As June’s European elections approach, support among farmers for far-right parties has grown. They seek to capitalize on the protests while running anti-EU campaigns, including criticism of climate change policies.

However, in the shadows there is someone who is really hurting farmers – the outdated agricultural model. The Common Agricultural Policy was created in 1962 after the world wars to increase production in Europe. Alas, the concept is now outdated and works on the principle of “the bigger your farm, the bigger your subsidy”. As a result, the number of farms in the EU fell by almost 40% between 2005 and 2020, forcing around 5.3 million farmers out of business.

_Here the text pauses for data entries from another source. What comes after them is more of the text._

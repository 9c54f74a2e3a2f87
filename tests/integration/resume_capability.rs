//! Integration tests for resume capability

use crate::support::{channel, executor, FaultyProvider};
use chat_history_scanner::resume::{read_checkpoint, CheckpointState, ResumeError};
use chat_history_scanner::scanner::{ScanError, ScanOptions, ScanRequest, ScanStatus};
use chat_history_scanner::ScanIdentity;
use std::path::Path;
use tempfile::TempDir;

fn request() -> ScanRequest {
    ScanRequest::new("guild-1", "general")
}

fn bounded(max_messages: u64) -> ScanRequest {
    request().with_options(ScanOptions {
        max_messages: Some(max_messages),
        ..ScanOptions::default()
    })
}

fn load(dir: &Path) -> CheckpointState {
    let identity: ScanIdentity = request().identity().unwrap();
    let path = dir.join(identity.filename());
    CheckpointState::load(&path, &identity, 5_000).unwrap().unwrap()
}

#[tokio::test]
async fn test_bounded_runs_equal_uninterrupted_scan() {
    let messages = channel(250);

    let full_dir = TempDir::new().unwrap();
    let full = executor(full_dir.path(), 40)
        .execute(&FaultyProvider::new(messages.clone()), request())
        .await
        .unwrap();
    assert_eq!(full.status, ScanStatus::Completed);

    let split_dir = TempDir::new().unwrap();
    let provider = FaultyProvider::new(messages);
    let mut runs = 0;
    let last = loop {
        runs += 1;
        assert!(runs <= 10, "bounded scan did not converge");
        let outcome = executor(split_dir.path(), 40)
            .execute(&provider, bounded(100))
            .await
            .unwrap();
        if outcome.status == ScanStatus::Completed {
            break outcome;
        }
        assert_eq!(outcome.status, ScanStatus::Paused);
        assert!(outcome.messages_this_run >= 100);
    };
    assert!(runs > 1);

    assert_eq!(last.totals, full.totals);
    let full_state = load(full_dir.path());
    let split_state = load(split_dir.path());
    assert_eq!(split_state.stats.users, full_state.stats.users);
    assert_eq!(split_state.stats.words, full_state.stats.words);
    assert_eq!(split_state.stats.word_leaders, full_state.stats.word_leaders);
    assert_eq!(split_state.stats.totals.duplicates_ignored, 0);
}

#[tokio::test]
async fn test_overlapping_page_after_resume_not_double_counted() {
    let messages = channel(120);
    let provider = FaultyProvider::new(messages.clone());

    let full_dir = TempDir::new().unwrap();
    let full = executor(full_dir.path(), 20)
        .execute(&FaultyProvider::new(messages), request())
        .await
        .unwrap();

    let dir = TempDir::new().unwrap();
    let paused = executor(dir.path(), 20)
        .execute(&provider, bounded(30))
        .await
        .unwrap();
    assert_eq!(paused.status, ScanStatus::Paused);

    // Roll the cursor back one page, as if the last save had been lost
    let path = paused.checkpoint_path.clone();
    let mut raw = read_checkpoint(&path).unwrap().unwrap();
    let cursor: u64 = raw["cursor_before_id"].as_str().unwrap().parse().unwrap();
    raw["cursor_before_id"] = serde_json::Value::String((cursor + 20).to_string());
    std::fs::write(&path, serde_json::to_string(&raw).unwrap()).unwrap();

    let resumed = executor(dir.path(), 20)
        .execute(&provider, request())
        .await
        .unwrap();
    assert_eq!(resumed.status, ScanStatus::Completed);
    assert_eq!(resumed.totals.scanned_messages, full.totals.scanned_messages);
    assert_eq!(resumed.totals.duplicates_ignored, 20);
}

#[tokio::test]
async fn test_checkpoint_resume_ordinal_matches_scanned() {
    let dir = TempDir::new().unwrap();
    let outcome = executor(dir.path(), 25)
        .execute(&FaultyProvider::new(channel(100)), bounded(40))
        .await
        .unwrap();

    let raw = read_checkpoint(&outcome.checkpoint_path).unwrap().unwrap();
    let scanned = raw["totals"]["scanned_messages"].as_u64().unwrap();
    assert_eq!(
        raw["resume_from_message_number"].as_u64().unwrap(),
        scanned + 1
    );
    assert_eq!(raw["completed"], serde_json::Value::Bool(false));
    assert_eq!(raw["version"].as_u64(), Some(1));
}

#[tokio::test]
async fn test_completed_identity_is_not_rescanned() {
    let dir = TempDir::new().unwrap();
    let provider = FaultyProvider::new(channel(60));

    let first = executor(dir.path(), 25)
        .execute(&provider, request())
        .await
        .unwrap();
    let calls_after_first = provider.calls();

    let second = executor(dir.path(), 25)
        .execute(&provider, request())
        .await
        .unwrap();

    assert_eq!(second.status, ScanStatus::AlreadyCompleted);
    assert_eq!(second.messages_this_run, 0);
    assert_eq!(second.totals, first.totals);
    assert_eq!(provider.calls(), calls_after_first);
    assert_ne!(second.report_path, first.report_path);
    assert!(first.report_path.exists());
    assert!(second.report_path.exists());
}

#[tokio::test]
async fn test_reset_starts_over() {
    let dir = TempDir::new().unwrap();
    let provider = FaultyProvider::new(channel(60));

    let first = executor(dir.path(), 25)
        .execute(&provider, request())
        .await
        .unwrap();

    let reset = executor(dir.path(), 25)
        .execute(
            &provider,
            request().with_options(ScanOptions {
                resume: false,
                ..ScanOptions::default()
            }),
        )
        .await
        .unwrap();

    assert_eq!(reset.status, ScanStatus::Completed);
    assert_eq!(reset.totals.scanned_messages, first.totals.scanned_messages);
    assert_eq!(reset.messages_this_run, first.totals.scanned_messages);
}

#[tokio::test]
async fn test_malformed_checkpoint_is_fatal() {
    let dir = TempDir::new().unwrap();
    let identity = request().identity().unwrap();
    let path = dir.path().join(identity.filename());
    std::fs::write(&path, "{ definitely not json").unwrap();

    let err = executor(dir.path(), 25)
        .execute(&FaultyProvider::new(channel(10)), request())
        .await
        .unwrap_err();

    assert!(matches!(
        err,
        ScanError::Checkpoint(ResumeError::Parse { .. })
    ));
    // The broken file is left for inspection
    assert_eq!(
        std::fs::read_to_string(&path).unwrap(),
        "{ definitely not json"
    );
}

#[tokio::test]
async fn test_foreign_checkpoint_is_rejected() {
    let dir = TempDir::new().unwrap();
    let identity = request().identity().unwrap();
    let path = dir.path().join(identity.filename());
    std::fs::write(&path, r#"{"checkpoint_key": "[\"other\",\"chan\",\"*\",\"*\",false]"}"#).unwrap();

    let err = executor(dir.path(), 25)
        .execute(&FaultyProvider::new(channel(10)), request())
        .await
        .unwrap_err();
    assert!(matches!(
        err,
        ScanError::Checkpoint(ResumeError::Corrupt { .. })
    ));
}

1/3 of the EU budget – taxpayers’ money – is given for the subsidies in question. This policy forces farmers to intensify their production by using synthetic pesticides, fertilizers and excessive amounts of water. Agribusiness lobbies fiercely defend this system as it generates huge profits for them. It is they who spread the thesis that the removal of green measures will solve the problems of farmers, when in fact they think first of their own profit. Copa-Cogeca – the most powerful farming lobby in Europe – has been a vocal critic of Farm to Fork. It also puts the interests of industrial farmers ahead of small and medium-sized ones. They don’t hide it from there. Some time ago, in a conversation with Politico, Pekka Pessonen, the head of the organization, which defines itself as the “united voice” of farmers in the EU, said that although he wants to see how small farmers manage to survive, it is “not realistic.” , because “the market does not reward him”.

At the same time, on Thursday, the European Commission approved a Bulgarian scheme in the amount of approximately 61.3 million euros (120 million leva) to support farmers, producers of grain and oil crops, in the context of Russia’s war against Ukraine. The aid will be provided in the form of a limited amount of direct payments. It will be open to producers of wheat, barley, canola, corn and sunflower.

The scheme cannot exceed 280 thousand euros per recipient and can be granted until June 30 at the latest.